Cache settings (size, TTL) are tuned on the Platform Settings page. Defaults are 256 MB and 24 hours.
Mixed mode
Extensions that ship a pre-built dependency bundle resolve their
imports locally; bare specifiers not in any extension's bundle fall
through to the jsDelivr proxy. Outbound HTTPS to cdn.jsdelivr.net
is still required, but the volume drops to whatever is not yet
bundled.
This mode is the practical migration path: a fleet adopts bundles extension-by-extension while continuing to honour any extension that hasn't migrated yet.
Bundle-only mode
The jsDelivr proxy is disabled. Every extension that imports a non-platform-external library must ship a pre-built dependency bundle, or its UI will fail to load with an explicit error message naming the unbundled dependency.
In this mode Symphony requires no outbound HTTPS to fetch JavaScript libraries. The platform itself never reaches outbound for JS — only the extensions can, and only via bundles they ship to Symphony once at registration.

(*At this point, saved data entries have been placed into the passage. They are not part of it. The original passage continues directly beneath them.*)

//! Human-readable cycle status for a world.
//!
//! The status combines the configured ratio, the keeper's countdown and the
//! four-way phase of the live clock. It never touches keeper state.

use timefold_types::{DayTime, Environment, HeldPhase, WorldInfo};

use crate::clock::CycleClock;
use crate::registry::KeeperRegistry;

/// What a world's day/night cycle is currently doing.
#[derive(Debug, Clone, Copy, PartialEq)]
pub enum CycleStatus {
    /// The environment has no sky.
    NoTime(Environment),
    /// Configured with zero nights.
    AlwaysDay,
    /// Configured with zero days.
    AlwaysNight,
    /// Configured 1:1.
    Natural,
    /// Folded by configuration, but no keeper is running for this world.
    Inactive,
    /// Inside a folded day.
    Day {
        /// Which of the configured days this is, starting at 1.
        current: u32,
        /// Configured days per folded day.
        of: f64,
    },
    /// Inside a folded night.
    Night {
        /// Which of the configured nights this is, starting at 1.
        current: u32,
        /// Configured nights per folded night.
        of: f64,
    },
    /// The sun is rising.
    Sunrise,
    /// The sun is setting.
    Sunset,
}

/// Number of the repetition in progress: `ceil(configured - remaining)`.
#[allow(clippy::cast_possible_truncation, clippy::cast_sign_loss)]
fn current_repetition(configured: f64, remaining: f64) -> u32 {
    (configured - remaining).ceil().max(0.0) as u32
}

/// Describe the cycle of `world`.
pub fn cycle_status(
    world: &WorldInfo,
    registry: &KeeperRegistry,
    clock: &dyn CycleClock,
) -> CycleStatus {
    if !world.environment.has_daylight_cycle() {
        return CycleStatus::NoTime(world.environment);
    }

    let ratio = registry.config().ratio(&world.name);
    if ratio.is_permanent_day() {
        return CycleStatus::AlwaysDay;
    }
    if ratio.is_permanent_night() {
        return CycleStatus::AlwaysNight;
    }
    if ratio.is_natural() {
        return CycleStatus::Natural;
    }

    let Some(keeper) = registry.keeper(world.id) else {
        return CycleStatus::Inactive;
    };
    let Some(day_time) = keeper.day_time(clock) else {
        return CycleStatus::Inactive;
    };

    let remaining = keeper.remaining_repetitions();
    match day_time {
        DayTime::Day => CycleStatus::Day {
            current: current_repetition(ratio.repetitions(HeldPhase::Day), remaining),
            of: ratio.days,
        },
        DayTime::Night => CycleStatus::Night {
            current: current_repetition(ratio.repetitions(HeldPhase::Night), remaining),
            of: ratio.nights,
        },
        DayTime::Sunrise => CycleStatus::Sunrise,
        DayTime::Sunset => CycleStatus::Sunset,
    }
}

impl core::fmt::Display for CycleStatus {
    fn fmt(&self, f: &mut core::fmt::Formatter<'_>) -> core::fmt::Result {
        match self {
            Self::NoTime(Environment::Nether) => f.write_str("There is no time in the Nether!"),
            Self::NoTime(Environment::TheEnd) => f.write_str("There is no time in the End!"),
            Self::NoTime(Environment::Normal) | Self::Natural => {
                f.write_str("Normal day/night cycle. Look up in the sky!")
            }
            Self::AlwaysDay => f.write_str("It's day all the time."),
            Self::AlwaysNight => f.write_str("It's always night."),
            Self::Inactive => f.write_str("No time keeper is active in this world."),
            Self::Day { current, of } => write!(f, "It's day {current} of {of}"),
            Self::Night { current, of } => write!(f, "It's night {current} of {of}"),
            Self::Sunrise => f.write_str("It's sunrise"),
            Self::Sunset => f.write_str("It's sunset"),
        }
    }
}
//! Fold settings: loading the `TimeFold.settings` file into an immutable
//! [`FoldConfig`].
//!
//! The file holds one record per line, `<world>:<days>:<nights>`, split from
//! the left into at most four fields. The special world name `[default]` sets
//! the fallback ratio for every world without its own line. A missing file is
//! created containing [`DEFAULT_SETTINGS`].
//!
//! Problems inside a line never abort loading: a malformed or negative count
//! becomes 1 with a warning, and a line without exactly three fields pins that
//! world to 1:1 with a warning. Only file I/O failures surface as
//! [`ConfigError`].

use std::collections::BTreeMap;
use std::path::{Path, PathBuf};

use timefold_types::FoldRatio;
use tracing::{info, warn};

/// World name that sets the fallback ratio.
pub const DEFAULT_KEY: &str = "[default]";

/// Content written to a freshly created settings file.
pub const DEFAULT_SETTINGS: &str = "[default]:1:1";

/// Default location of the settings file, relative to the working directory.
pub const DEFAULT_SETTINGS_PATH: &str = "plugins/TimeFold/TimeFold.settings";

/// Errors that can occur while reading or creating the settings file.
#[derive(Debug, thiserror::Error)]
pub enum ConfigError {
    /// The settings file exists but could not be read.
    #[error("failed to read settings file {}: {source}", path.display())]
    Read {
        /// The file that failed.
        path: PathBuf,
        /// The underlying I/O error.
        source: std::io::Error,
    },

    /// The settings file was missing and could not be created.
    #[error("failed to create settings file {}: {source}", path.display())]
    Create {
        /// The file that failed.
        path: PathBuf,
        /// The underlying I/O error.
        source: std::io::Error,
    },
}

/// Fold ratios for every configured world plus the fallback pair.
///
/// Immutable once loaded. A reload builds a new value and the owner swaps
/// the whole object, so readers never observe a half-applied file.
#[derive(Debug, Clone, PartialEq, Default)]
pub struct FoldConfig {
    /// Ratio for worlds without their own line.
    defaults: FoldRatio,
    /// Per-world ratios keyed by world name.
    worlds: BTreeMap<String, FoldRatio>,
}

impl FoldConfig {
    /// Parse settings text. Never fails; bad lines are logged and replaced
    /// with safe values.
    pub fn parse(contents: &str) -> Self {
        let mut config = Self::default();
        for line in contents.lines() {
            if line.trim().is_empty() {
                continue;
            }
            let (name, ratio) = parse_line(line);
            if name == DEFAULT_KEY {
                config.defaults = ratio;
            } else {
                config.worlds.insert(name.to_owned(), ratio);
            }
        }
        config
    }

    /// Load the settings file, creating it with [`DEFAULT_SETTINGS`] if it
    /// does not exist yet.
    ///
    /// A freshly created file yields the natural 1:1 configuration.
    ///
    /// # Errors
    ///
    /// Returns [`ConfigError::Create`] if the missing file cannot be written,
    /// or [`ConfigError::Read`] if an existing file cannot be read.
    pub fn load_or_create(path: &Path) -> Result<Self, ConfigError> {
        if !path.exists() {
            create_settings_file(path)?;
            info!(path = %path.display(), "TimeFold settings file created");
            return Ok(Self::parse(DEFAULT_SETTINGS));
        }

        let contents = std::fs::read_to_string(path).map_err(|source| ConfigError::Read {
            path: path.to_path_buf(),
            source,
        })?;
        let config = Self::parse(&contents);
        info!(
            path = %path.display(),
            worlds = config.worlds.len(),
            default = %config.defaults,
            "TimeFold settings loaded"
        );
        Ok(config)
    }

    /// Replace the fallback ratio.
    #[must_use]
    pub const fn with_defaults(mut self, ratio: FoldRatio) -> Self {
        self.defaults = ratio;
        self
    }

    /// Set the ratio of one world.
    #[must_use]
    pub fn with_world(mut self, name: &str, ratio: FoldRatio) -> Self {
        self.worlds.insert(name.to_owned(), ratio);
        self
    }

    /// The fold ratio in effect for a world name.
    pub fn ratio(&self, world: &str) -> FoldRatio {
        self.worlds.get(world).copied().unwrap_or(self.defaults)
    }

    /// The fallback ratio.
    pub const fn defaults(&self) -> FoldRatio {
        self.defaults
    }

    /// Number of worlds with their own line.
    pub fn world_count(&self) -> usize {
        self.worlds.len()
    }
}

/// Write [`DEFAULT_SETTINGS`] to `path`, creating parent directories.
fn create_settings_file(path: &Path) -> Result<(), ConfigError> {
    let create_err = |source| ConfigError::Create {
        path: path.to_path_buf(),
        source,
    };
    if let Some(parent) = path.parent().filter(|p| !p.as_os_str().is_empty()) {
        std::fs::create_dir_all(parent).map_err(create_err)?;
    }
    std::fs::write(path, DEFAULT_SETTINGS).map_err(create_err)
}

/// Parse one non-blank line into a world name and its ratio.
fn parse_line(line: &str) -> (&str, FoldRatio) {
    let fields: Vec<&str> = line.splitn(4, ':').collect();
    let &[name, days, nights] = fields.as_slice() else {
        let name = fields.first().copied().unwrap_or_default();
        warn!(world = name, "Misconfiguration found - Setting days:nights to 1:1");
        return (name, FoldRatio::NATURAL);
    };

    let days = parse_count(name, "days", days);
    let nights = parse_count(name, "nights", nights);
    if days <= 0.0 && nights <= 0.0 {
        warn!(world = name, "Misconfiguration found - Setting days:nights to 1:1");
        return (name, FoldRatio::NATURAL);
    }
    (name, FoldRatio::new(days, nights))
}

/// Parse a day or night count, falling back to 1 for anything unusable.
fn parse_count(world: &str, field: &str, raw: &str) -> f64 {
    match raw.trim().parse::<f64>() {
        Ok(value) if value.is_finite() && value >= 0.0 => value,
        Ok(value) if value < 0.0 => {
            warn!(world, field, value, "Count is smaller than 0 - Setting it to 1");
            1.0
        }
        _ => {
            warn!(world, field, raw, "Couldn't parse count - Setting it to 1");
            1.0
        }
    }
}

#[cfg(test)]
#[allow(clippy::unwrap_used)]
mod tests {
    use super::*;

    #[test]
    fn parses_worlds_and_default() {
        let config = FoldConfig::parse("[default]:2:1\nworld1:2:3\nworld2:0:5\n");
        assert_eq!(config.defaults(), FoldRatio::new(2.0, 1.0));
        assert_eq!(config.ratio("world1"), FoldRatio::new(2.0, 3.0));
        assert_eq!(config.ratio("world2"), FoldRatio::new(0.0, 5.0));
        assert_eq!(config.ratio("elsewhere"), FoldRatio::new(2.0, 1.0));
        assert_eq!(config.world_count(), 2);
    }

    #[test]
    fn empty_settings_are_natural() {
        let config = FoldConfig::parse("");
        assert!(config.ratio("world").is_natural());
    }

    #[test]
    fn malformed_days_default_to_one() {
        let config = FoldConfig::parse("badworld:abc:2");
        assert_eq!(config.ratio("badworld"), FoldRatio::new(1.0, 2.0));
    }

    #[test]
    fn negative_counts_clamp_to_one() {
        let config = FoldConfig::parse("w:-3:0.5");
        assert_eq!(config.ratio("w"), FoldRatio::new(1.0, 0.5));
    }

    #[test]
    fn non_finite_counts_are_malformed() {
        let config = FoldConfig::parse("w:NaN:inf");
        assert!(config.ratio("w").is_natural());
    }

    #[test]
    fn zero_zero_normalizes_to_natural() {
        let config = FoldConfig::parse("[default]:3:3\nvoid:0:0");
        assert!(config.ratio("void").is_natural());
    }

    #[test]
    fn wrong_field_count_pins_world_to_natural() {
        let config = FoldConfig::parse("[default]:4:4\nshort:2\nlong:1:2:3");
        assert!(config.ratio("short").is_natural());
        assert!(config.ratio("long").is_natural());
        assert_eq!(config.ratio("other"), FoldRatio::new(4.0, 4.0));
    }

    #[test]
    fn whitespace_and_fractions_are_accepted() {
        let config = FoldConfig::parse("  \nw: 2.5 : 0.25 \n");
        assert_eq!(config.ratio("w"), FoldRatio::new(2.5, 0.25));
    }

    #[test]
    fn later_lines_override_earlier_ones() {
        let config = FoldConfig::parse("w:2:2\nw:3:1");
        assert_eq!(config.ratio("w"), FoldRatio::new(3.0, 1.0));
    }

    #[test]
    fn missing_file_is_created_with_defaults() {
        let dir = tempfile::tempdir().unwrap();
        let path = dir.path().join("plugins").join("TimeFold").join("TimeFold.settings");

        let config = FoldConfig::load_or_create(&path).unwrap();

        assert!(config.defaults().is_natural());
        assert_eq!(std::fs::read_to_string(&path).unwrap(), DEFAULT_SETTINGS);
    }

    #[test]
    fn existing_file_is_read() {
        let dir = tempfile::tempdir().unwrap();
        let path = dir.path().join("TimeFold.settings");
        std::fs::write(&path, "world1:2:3\n").unwrap();

        let config = FoldConfig::load_or_create(&path).unwrap();

        assert_eq!(config.ratio("world1"), FoldRatio::new(2.0, 3.0));
    }

    #[test]
    fn unreadable_file_is_an_error() {
        let dir = tempfile::tempdir().unwrap();
        // A directory exists at the path but cannot be read as a file.
        let result = FoldConfig::load_or_create(dir.path());
        assert!(matches!(result, Err(ConfigError::Read { .. })));
    }
}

Bundle-only mode is the supported path for air-gapped, compliance-restricted, or supply-chain-hardened deployments. Switching modes takes effect immediately; no Symphony restart is required.
See Bundling UI Dependencies for how an extension author produces a bundle.
Why a CDN proxy at all?
Extensions are dynamic — they can be written in any language, register arbitrary UI components, and connect or disconnect at any time. Bundling every possible JavaScript dependency into the Symphony server binary would be impractical and would limit the libraries available to extension authors. By resolving npm packages from jsDelivr on demand in proxy and mixed modes, Symphony supports a wide and evolving ecosystem of frontend libraries without requiring server rebuilds or restarts. Bundle-only mode trades that flexibility for stricter network containment.
Choosing a mode
| Deployment | Recommended mode |
|---|---|
| Standard production with outbound internet | Proxy (default) |
| Production with outbound through a corporate proxy | Proxy with proxy server's IP allowlisted for cdn.jsdelivr.net |
| Phased migration toward air-gap | Mixed during migration |
| Air-gapped, compliance-restricted, or supply-chain-hardened | Bundle-only |
| Demonstrating extensions in a development laptop | Proxy (default) |
Ports
Symphony uses the following network ports:
| Port | Protocol | Service |
|---|---|---|
| 443 | TCP | HTTPS (UI and API) |
| 80 | TCP | HTTP (redirects to HTTPS) |
| 4222 | TCP | NATS (messaging) |
In proxy and mixed dependency resolution modes,
Symphony also makes outbound connections to
cdn.jsdelivr.net (port 443) to fetch JavaScript libraries for
extension UIs. Bundle-only mode requires no outbound HTTPS for
extension dependencies. See
Outbound Network Access above for details.
The HTTPS and HTTP ports are served by nginx, which reverse-proxies to Symphony's internal HTTP server (port 8080) and WebSocket server (port 9222).
First-Run Setup
Regardless of installation method, when Symphony starts for the first time it presents an administration setup wizard in the browser. This wizard guides you through:
- Configuring the OIDC identity provider
- Setting the product name and branding
- Defining network settings
Validating Your Configuration
The setup wizard includes a Validate Configuration button that checks your DNS hostname and OIDC settings before you submit. Each check reports pass, warning, or fail, along with a description of any issue and instructions for resolving it. Warnings do not prevent setup from completing, but should be investigated. Failures indicate configuration errors that should be corrected before proceeding.
For a detailed description of every check, what causes it to fail, and how to resolve it, see Setup Wizard Validation.
Once setup is complete, Symphony writes its configuration and restarts into normal operation. Subsequent starts skip the wizard and run directly.